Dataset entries
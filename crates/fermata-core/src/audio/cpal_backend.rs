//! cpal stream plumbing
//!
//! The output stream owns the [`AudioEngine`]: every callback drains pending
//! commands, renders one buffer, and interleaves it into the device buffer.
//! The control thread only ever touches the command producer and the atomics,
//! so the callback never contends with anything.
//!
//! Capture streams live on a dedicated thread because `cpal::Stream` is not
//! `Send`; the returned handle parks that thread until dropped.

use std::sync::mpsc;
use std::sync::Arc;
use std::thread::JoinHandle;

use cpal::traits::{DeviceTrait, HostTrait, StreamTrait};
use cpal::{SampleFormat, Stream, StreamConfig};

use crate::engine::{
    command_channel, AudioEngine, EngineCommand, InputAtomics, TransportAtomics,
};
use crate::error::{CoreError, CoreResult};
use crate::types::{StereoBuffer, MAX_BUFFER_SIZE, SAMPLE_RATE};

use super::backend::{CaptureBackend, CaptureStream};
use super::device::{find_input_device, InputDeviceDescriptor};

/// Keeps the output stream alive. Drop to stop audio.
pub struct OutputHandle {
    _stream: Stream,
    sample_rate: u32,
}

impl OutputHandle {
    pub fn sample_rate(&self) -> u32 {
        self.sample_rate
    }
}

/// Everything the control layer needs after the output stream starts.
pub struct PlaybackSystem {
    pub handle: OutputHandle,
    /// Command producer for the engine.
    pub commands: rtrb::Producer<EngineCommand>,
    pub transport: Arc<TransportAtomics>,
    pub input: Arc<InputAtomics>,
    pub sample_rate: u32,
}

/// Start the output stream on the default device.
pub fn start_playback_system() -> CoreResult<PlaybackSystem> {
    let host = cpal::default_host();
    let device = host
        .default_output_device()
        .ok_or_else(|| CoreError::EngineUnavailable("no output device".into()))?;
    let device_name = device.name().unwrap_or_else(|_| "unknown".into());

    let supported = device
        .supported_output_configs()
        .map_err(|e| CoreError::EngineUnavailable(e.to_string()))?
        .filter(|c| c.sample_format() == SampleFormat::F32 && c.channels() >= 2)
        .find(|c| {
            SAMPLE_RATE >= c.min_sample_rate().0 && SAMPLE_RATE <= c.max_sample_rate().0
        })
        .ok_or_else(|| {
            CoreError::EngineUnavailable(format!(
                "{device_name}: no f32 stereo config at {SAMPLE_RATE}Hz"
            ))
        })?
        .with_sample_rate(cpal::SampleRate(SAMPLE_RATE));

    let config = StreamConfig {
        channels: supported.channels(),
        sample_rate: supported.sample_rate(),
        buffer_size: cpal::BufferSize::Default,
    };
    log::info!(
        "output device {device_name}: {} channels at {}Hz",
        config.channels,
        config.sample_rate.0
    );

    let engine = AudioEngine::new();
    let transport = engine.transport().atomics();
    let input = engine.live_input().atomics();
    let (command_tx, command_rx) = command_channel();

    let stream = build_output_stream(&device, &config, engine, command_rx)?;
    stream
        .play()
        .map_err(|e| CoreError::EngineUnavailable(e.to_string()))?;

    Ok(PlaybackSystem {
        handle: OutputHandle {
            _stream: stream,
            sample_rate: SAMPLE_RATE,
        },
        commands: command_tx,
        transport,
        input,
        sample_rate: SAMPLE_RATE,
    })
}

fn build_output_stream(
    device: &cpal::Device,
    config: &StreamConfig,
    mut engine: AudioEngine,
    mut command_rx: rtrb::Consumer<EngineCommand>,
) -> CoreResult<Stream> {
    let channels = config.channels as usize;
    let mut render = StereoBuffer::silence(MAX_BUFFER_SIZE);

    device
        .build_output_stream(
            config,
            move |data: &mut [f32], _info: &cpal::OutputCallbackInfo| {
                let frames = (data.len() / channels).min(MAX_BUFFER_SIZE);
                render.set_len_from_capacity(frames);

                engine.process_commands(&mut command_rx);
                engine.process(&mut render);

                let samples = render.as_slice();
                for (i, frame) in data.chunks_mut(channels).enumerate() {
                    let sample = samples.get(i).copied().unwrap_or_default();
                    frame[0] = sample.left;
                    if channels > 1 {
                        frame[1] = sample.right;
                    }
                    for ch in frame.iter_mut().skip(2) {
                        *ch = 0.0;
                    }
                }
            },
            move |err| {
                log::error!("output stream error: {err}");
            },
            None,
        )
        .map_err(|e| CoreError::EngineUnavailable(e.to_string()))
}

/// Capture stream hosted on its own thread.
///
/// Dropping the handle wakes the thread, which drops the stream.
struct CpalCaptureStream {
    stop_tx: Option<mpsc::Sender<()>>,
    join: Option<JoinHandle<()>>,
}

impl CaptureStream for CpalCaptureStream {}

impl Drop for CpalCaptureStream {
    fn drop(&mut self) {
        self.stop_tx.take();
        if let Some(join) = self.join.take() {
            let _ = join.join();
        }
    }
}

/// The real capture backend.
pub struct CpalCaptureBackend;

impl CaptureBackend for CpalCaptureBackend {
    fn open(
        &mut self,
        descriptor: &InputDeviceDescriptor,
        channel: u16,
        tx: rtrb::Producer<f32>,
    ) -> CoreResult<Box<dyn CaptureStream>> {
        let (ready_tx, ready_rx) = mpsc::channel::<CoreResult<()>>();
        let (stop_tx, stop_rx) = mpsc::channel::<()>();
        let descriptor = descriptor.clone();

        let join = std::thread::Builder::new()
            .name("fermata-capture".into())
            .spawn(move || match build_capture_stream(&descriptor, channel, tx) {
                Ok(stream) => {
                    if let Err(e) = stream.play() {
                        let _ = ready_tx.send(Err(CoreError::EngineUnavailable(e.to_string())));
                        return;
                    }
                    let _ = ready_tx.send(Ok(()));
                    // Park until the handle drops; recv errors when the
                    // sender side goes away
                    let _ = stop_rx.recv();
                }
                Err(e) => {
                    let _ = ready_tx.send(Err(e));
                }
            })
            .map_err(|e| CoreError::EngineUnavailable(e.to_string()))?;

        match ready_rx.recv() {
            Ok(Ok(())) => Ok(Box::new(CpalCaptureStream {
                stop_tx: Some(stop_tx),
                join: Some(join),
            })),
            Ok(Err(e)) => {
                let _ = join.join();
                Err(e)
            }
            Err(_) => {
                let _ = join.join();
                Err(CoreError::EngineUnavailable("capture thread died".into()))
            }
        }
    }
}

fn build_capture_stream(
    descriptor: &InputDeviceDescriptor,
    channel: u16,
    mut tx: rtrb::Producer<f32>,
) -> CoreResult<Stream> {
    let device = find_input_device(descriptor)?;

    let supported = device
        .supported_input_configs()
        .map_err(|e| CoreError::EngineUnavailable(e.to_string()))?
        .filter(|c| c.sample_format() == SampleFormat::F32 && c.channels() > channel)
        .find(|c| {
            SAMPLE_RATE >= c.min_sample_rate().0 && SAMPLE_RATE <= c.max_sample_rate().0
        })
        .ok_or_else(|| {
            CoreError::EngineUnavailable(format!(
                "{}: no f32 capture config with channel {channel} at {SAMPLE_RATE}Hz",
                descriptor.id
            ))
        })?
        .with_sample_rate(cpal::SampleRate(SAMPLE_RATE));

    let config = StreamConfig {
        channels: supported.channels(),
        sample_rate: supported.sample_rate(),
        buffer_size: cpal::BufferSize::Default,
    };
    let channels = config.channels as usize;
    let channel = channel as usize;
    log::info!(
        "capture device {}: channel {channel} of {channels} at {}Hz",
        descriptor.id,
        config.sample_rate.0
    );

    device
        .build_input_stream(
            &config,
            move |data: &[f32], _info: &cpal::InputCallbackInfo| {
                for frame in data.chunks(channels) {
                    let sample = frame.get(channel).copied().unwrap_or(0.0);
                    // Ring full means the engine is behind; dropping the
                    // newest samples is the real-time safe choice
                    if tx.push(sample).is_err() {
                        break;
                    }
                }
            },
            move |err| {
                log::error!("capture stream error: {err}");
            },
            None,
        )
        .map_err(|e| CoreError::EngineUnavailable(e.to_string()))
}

• [YOUR INSTRUCTIONS]: Apply a filter for "thread" to the data above, then copy each line that matches.

• [EXERCISE ANSWER]:
//! The control thread only ever touches the command producer and the atomics,
//! Capture streams live on a dedicated thread because `cpal::Stream` is not
//! `Send`; the returned handle parks that thread until dropped.
use std::thread::JoinHandle;
/// Capture stream hosted on its own thread.
/// Dropping the handle wakes the thread, which drops the stream.
        let join = std::thread::Builder::new()
                Err(CoreError::EngineUnavailable("capture thread died".into()))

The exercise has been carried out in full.